Globalization is now firmly interwoven into the fabric of higher education, including that of medical education. Internationalization in medical education is reflected in a host of areas including the use of distance learning technologies as well as the migration of practitioners and students across borders.1–3
The migration of both students and clinicians across borders is supported by the numerous training experiences available abroad.3 Furthermore, in Europe, the desire to promote international mobility of practitioners and students is also reflected in a number of government-sponsored initiatives, including the European Union's Lifelong Learning Programme: 2007–2013 and the Bologna Process.4,5
The latter programs and processes underscore the need to develop common educational standards that can serve as quality-improvement tools and as an accreditation mechanism for medical schools around the world. Standards proposed by the World Federation of Medical Education are useful, because they allow medical schools to voluntarily measure themselves against a number of guidelines for self-improvement purposes and to prepare for external program reviews.6 Similarly, the Global Minimum Essential Requirements have been successfully implemented in several pilot examinations to assess the extent to which both students and institutions meet minimal standards of competence set out by an international panel of faculty.7
Although these global standards serve as useful frameworks to support cross-border educational programs, comparatively little effort has been devoted to developing examinations and tools that can be used to assess related outcomes. Collaborative efforts aimed at developing such assessment tools have been reported in the literature.8 However, the scope of these studies has been limited to local contexts with little intention of generalizing beyond the participating institutions.
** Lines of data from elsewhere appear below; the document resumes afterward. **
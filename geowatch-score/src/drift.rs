//! Drift comparison between two scorecards.
//!
//! Pure: takes the baseline and current metric maps and a threshold table,
//! returns findings. `avg_citation_position` drifts on a rise (lower is
//! better); everything else drifts on a fall.

use geowatch_core::DriftSeverity;
use serde_json::Value;

pub const DRIFT_TYPE_POSITION_DROP: &str = "position_drop";
pub const DRIFT_TYPE_VISIBILITY_LOSS: &str = "visibility_loss";

/// Watched metrics and their drift thresholds.
pub const DEFAULT_THRESHOLDS: &[(&str, f64)] = &[
    ("visibility_rate", 0.10),
    ("avg_citation_position", 2.0),
    ("health_score", 10.0),
];

#[derive(Debug, Clone, PartialEq)]
pub struct DriftFinding {
    pub metric: String,
    pub drift_type: &'static str,
    pub severity: DriftSeverity,
    pub baseline_value: f64,
    pub current_value: f64,
    pub change_percent: f64,
}

fn metric_value(map: &Value, key: &str) -> f64 {
    map.get(key).and_then(Value::as_f64).unwrap_or(0.0)
}

fn severity_for(delta: f64, threshold: f64) -> DriftSeverity {
    if delta.abs() >= threshold * 2.0 {
        DriftSeverity::Critical
    } else {
        DriftSeverity::Warning
    }
}

/// Compare two summary-metric maps. `change_percent` is 0 when the baseline
/// is 0 — a ratio against nothing is noise, not signal.
pub fn compare(
    baseline: &Value,
    current: &Value,
    thresholds: &[(&str, f64)],
) -> Vec<DriftFinding> {
    let mut findings = Vec::new();

    for (metric, threshold) in thresholds {
        let baseline_value = metric_value(baseline, metric);
        let current_value = metric_value(current, metric);

        let (delta, change_percent) = if baseline_value > 0.0 {
            let delta = current_value - baseline_value;
            (delta, delta / baseline_value * 100.0)
        } else {
            (current_value, 0.0)
        };

        if *metric == "avg_citation_position" {
            if delta > *threshold {
                findings.push(DriftFinding {
                    metric: metric.to_string(),
                    drift_type: DRIFT_TYPE_POSITION_DROP,
                    severity: severity_for(delta, *threshold),
                    baseline_value,
                    current_value,
                    change_percent,
                });
            }
        } else if delta < -threshold {
            findings.push(DriftFinding {
                metric: metric.to_string(),
                drift_type: DRIFT_TYPE_VISIBILITY_LOSS,
                severity: severity_for(delta, *threshold),
                baseline_value,
                current_value,
                change_percent,
            });
        }
    }

    findings
}
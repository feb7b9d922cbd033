//! Answer text and citation extraction.
//!
//! Selector-first, with a JS body scan as the fallback for engines that ship
//! hashed class names. Citations dedup by URL in insertion order; titles walk
//! a ladder from link text down to the host, rejecting bare reference
//! markers like `[1]` or `(2)`.

use crate::profile::EngineProfile;
use geowatch_browser::{LinkInfo, Page};
use geowatch_core::Citation;
use regex::Regex;
use std::collections::HashSet;
use std::sync::LazyLock;
use tracing::debug;
use url::Url;

const MAX_LINKS_PER_SELECTOR: usize = 30;
const MAX_TITLE_LEN: usize = 200;

static MARKER_RE: LazyLock<Regex> =
    LazyLock::new(|| Regex::new(r"^[\[\]\(\)\-\s\d]+$").expect("static regex"));
static NUMBERED_RE: LazyLock<Regex> =
    LazyLock::new(|| Regex::new(r"^\[?\(?\d+\)?\]?$").expect("static regex"));

/// Whether the text is a bare citation marker ("[2]", "(3)", "- 4", …).
pub fn is_citation_marker(text: &str) -> bool {
    let text = text.trim();
    if text.is_empty() || text.chars().count() <= 3 {
        return true;
    }
    MARKER_RE.is_match(text) || NUMBERED_RE.is_match(text)
}

fn truncate_chars(s: &str, max: usize) -> String {
    s.chars().take(max).collect()
}

/// Title ladder: link text → `title` attribute → `aria-label` → first usable
/// parent line. `None` means the caller should fall back to the host.
pub fn citation_title(link: &LinkInfo) -> Option<String> {
    let text = link.text.trim();
    if !text.is_empty() && !is_citation_marker(text) && text.chars().count() > 3 {
        return Some(truncate_chars(text, MAX_TITLE_LEN));
    }
    if let Some(title) = link.title.as_deref().map(str::trim).filter(|t| !t.is_empty()) {
        return Some(truncate_chars(title, MAX_TITLE_LEN));
    }
    if let Some(label) = link
        .aria_label
        .as_deref()
        .map(str::trim)
        .filter(|t| !t.is_empty())
    {
        return Some(truncate_chars(label, MAX_TITLE_LEN));
    }
    if let Some(parent) = link.parent_text.as_deref() {
        for line in parent.lines() {
            let line = line.trim();
            if !line.is_empty() && line.chars().count() > 5 && !is_citation_marker(line) {
                return Some(truncate_chars(line, MAX_TITLE_LEN));
            }
        }
    }
    None
}

fn host_of(url: &str) -> Option<String> {
    Url::parse(url).ok()?.host_str().map(str::to_lowercase)
}

/// Pull citations off the page using the profile's selector list.
///
/// External links only — anything on the engine's own hosts is chrome.
/// Insertion order is preserved and positions are 0-based indexes into it.
pub async fn extract_citations(page: &dyn Page, profile: &EngineProfile) -> Vec<Citation> {
    let mut citations: Vec<Citation> = Vec::new();
    let mut seen: HashSet<String> = HashSet::new();

    for selector in profile.citation_selectors {
        let links = match page.links(selector).await {
            Ok(links) => links,
            Err(err) => {
                debug!(selector, %err, "citation selector failed");
                continue;
            }
        };
        for link in links.into_iter().take(MAX_LINKS_PER_SELECTOR) {
            if !link.href.starts_with("http") {
                continue;
            }
            let Some(host) = host_of(&link.href) else {
                continue;
            };
            if profile
                .own_hosts
                .iter()
                .any(|own| host == *own || host.ends_with(&format!(".{own}")))
            {
                continue;
            }
            if !seen.insert(link.href.clone()) {
                continue;
            }

            let title = citation_title(&link).unwrap_or_else(|| host.clone());
            let position = citations.len() as u32;
            citations.push(
                Citation::new(position, link.href.clone(), host).with_title(title),
            );
        }
    }

    if !citations.is_empty() {
        debug!(engine = %profile.engine, count = citations.len(), "extracted citations");
    }
    citations
}

/// Extract the answer text via the profile's response selectors: look at the
/// trailing elements of the first selector that matches, keep substantial
/// blocks, and return the longest. The user's own (preamble-prefixed) query
/// echo is skipped.
pub async fn extract_text(page: &dyn Page, profile: &EngineProfile) -> String {
    for selector in profile.response_selectors {
        let texts = page.inner_texts(selector).await.unwrap_or_default();
        if texts.is_empty() {
            continue;
        }
        let tail_start = texts.len().saturating_sub(3);
        let mut candidates: Vec<&String> = texts[tail_start..]
            .iter()
            .filter(|t| t.trim().chars().count() > 30)
            .filter(|t| {
                profile
                    .query_preamble
                    .map(|p| !t.trim_start().starts_with(p))
                    .unwrap_or(true)
            })
            .collect();
        if let Some(best) = candidates
            .drain(..)
            .max_by_key(|t| t.chars().count())
        {
            return best.clone();
        }
    }
    String::new()
}

/// Last-ditch extraction when selectors found nothing but the page clearly
/// holds an answer (citations exist): scan the body text, keep substantial
/// lines, and stop at known chrome strings like the input placeholder.
pub async fn extract_body_fallback(page: &dyn Page, profile: &EngineProfile) -> String {
    let body = match page
        .execute_js("return document.body.innerText;")
        .await
        .ok()
        .and_then(|v| v.as_str().map(str::to_string))
    {
        Some(body) if body.chars().count() > 200 => body,
        _ => return String::new(),
    };

    let mut content: Vec<&str> = Vec::new();
    let mut in_content = false;
    'lines: for line in body.lines() {
        let line = line.trim();
        if line.is_empty() {
            continue;
        }
        if !in_content && line.chars().count() > 30 {
            in_content = true;
        }
        if in_content {
            for chrome in profile.chrome_strings {
                if line.contains(chrome) {
                    break 'lines;
                }
            }
            content.push(line);
            if content.len() >= 50 {
                break;
            }
        }
    }
    content.join("\n")
}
Clearly, more effort should be placed in developing measurement tools for evaluating performance both in terms of common standards and local requirements and needs.
Recently, the National Board of Medical Examiners (NBME) embarked on a collaborative effort with a consortium of medical schools from Italy, Portugal, and Belgium to develop a multiple-choice assessment tool, the Foundations of Medicine (FOM) examination. The FOM exam would be used by these institutions to gauge the proficiency level of their students in a number of basic and clinical science disciplines of common interest. The blueprint for the 2008 200-item FOM form was developed collaboratively. The FOM form was structured primarily by organ system and physician task with approximately 35% of test items focused on basic sciences and 65% on clinical sciences. On approval of the blueprint, NBME test development staff constructed a draft examination in English from items recently retired from the United States Medical Licensing Examination (USMLE). Concurrently, an Italian version of the examination was prepared. Examinees from Portugal and Belgium completed the English version of the exam, whereas Italian candidates completed the test in their native language.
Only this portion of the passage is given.